- _Dataset content_
--- START ---
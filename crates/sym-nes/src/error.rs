//! Context, loader, and mapper errors.

use thiserror::Error;

use crate::decode::AddressingMode;

pub type Result<T> = std::result::Result<T, Error>;

#[derive(Debug, Error)]
pub enum Error {
    /// The iNES header is missing, corrupt, or describes a layout this
    /// engine rejects (DiskDude damage, NES 2.0, trained ROMs, non-zero
    /// reserved bytes).
    #[error("unsupported iNES header: {0}")]
    UnsupportedHeader(String),

    /// The mapper id has no implementation.
    #[error("unknown mapper id {0}")]
    UnknownMapper(u8),

    /// The memory phase observed a non-concrete bus address.
    #[error("symbolic address on the bus")]
    SymbolicAddress,

    /// Decode observed a non-concrete opcode byte.
    #[error("symbolic opcode at decode")]
    SymbolicOpcode,

    /// Relative addressing produced a non-concrete branch offset.
    #[error("symbolic branch offset")]
    SymbolicBranchOffset,

    /// A controller strobe write carried a non-concrete value.
    #[error("symbolic controller strobe value")]
    SymbolicStrobe,

    /// The decoded opcode has no execution clause.
    #[error("unimplemented opcode ${0:02X}")]
    UnimplementedOpcode(u8),

    /// The decoded addressing mode has no micro-sequence.
    #[error("unimplemented addressing mode {0:?}")]
    UnimplementedAddressingMode(AddressingMode),

    /// Term construction failed inside the CPU engine.
    #[error(transparent)]
    Term(#[from] sym_ast::Error),
}
//! Satisfying assignments read back from the solver.

use std::collections::BTreeMap;

use serde::Serialize;

/// One assigned variable: value and bit width.
#[derive(Debug, Clone, Copy, PartialEq, Eq, Serialize)]
pub struct ModelEntry {
    pub value: u32,
    pub width: u8,
}

/// Mapping from variable name to assigned value.
///
/// Built by parsing a `sat` solver response; the names are the free
/// variables declared in the query.
#[derive(Debug, Clone, Default, Serialize)]
pub struct Model {
    variables: BTreeMap<String, ModelEntry>,
}

impl Model {
    #[must_use]
    pub fn new() -> Self {
        Self::default()
    }

    /// Record an assignment. A later assignment for the same name wins.
    pub fn add_variable(&mut self, name: &str, value: u32, width: u8) {
        self.variables
            .insert(name.to_string(), ModelEntry { value, width });
    }

    /// Assigned value of a variable, if present.
    #[must_use]
    pub fn variable_value(&self, name: &str) -> Option<u32> {
        self.variables.get(name).map(|e| e.value)
    }

    /// Bit width of a variable's assignment, if present.
    #[must_use]
    pub fn variable_width(&self, name: &str) -> Option<u8> {
        self.variables.get(name).map(|e| e.width)
    }

    /// Iterate assignments in name order.
    pub fn iter(&self) -> impl Iterator<Item = (&str, ModelEntry)> {
        self.variables.iter().map(|(n, e)| (n.as_str(), *e))
    }

    #[must_use]
    pub fn len(&self) -> usize {
        self.variables.len()
    }

    #[must_use]
    pub fn is_empty(&self) -> bool {
        self.variables.is_empty()
    }
}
--- END ---
Lines from the one with "pub fn iter(&self)" through the last line above must be printed exactly; no other line is to appear.

    pub fn iter(&self) -> impl Iterator<Item = (&str, ModelEntry)> {
        self.variables.iter().map(|(n, e)| (n.as_str(), *e))
    }

    #[must_use]
    pub fn len(&self) -> usize {
        self.variables.len()
    }

    #[must_use]
    pub fn is_empty(&self) -> bool {
        self.variables.is_empty()
    }
}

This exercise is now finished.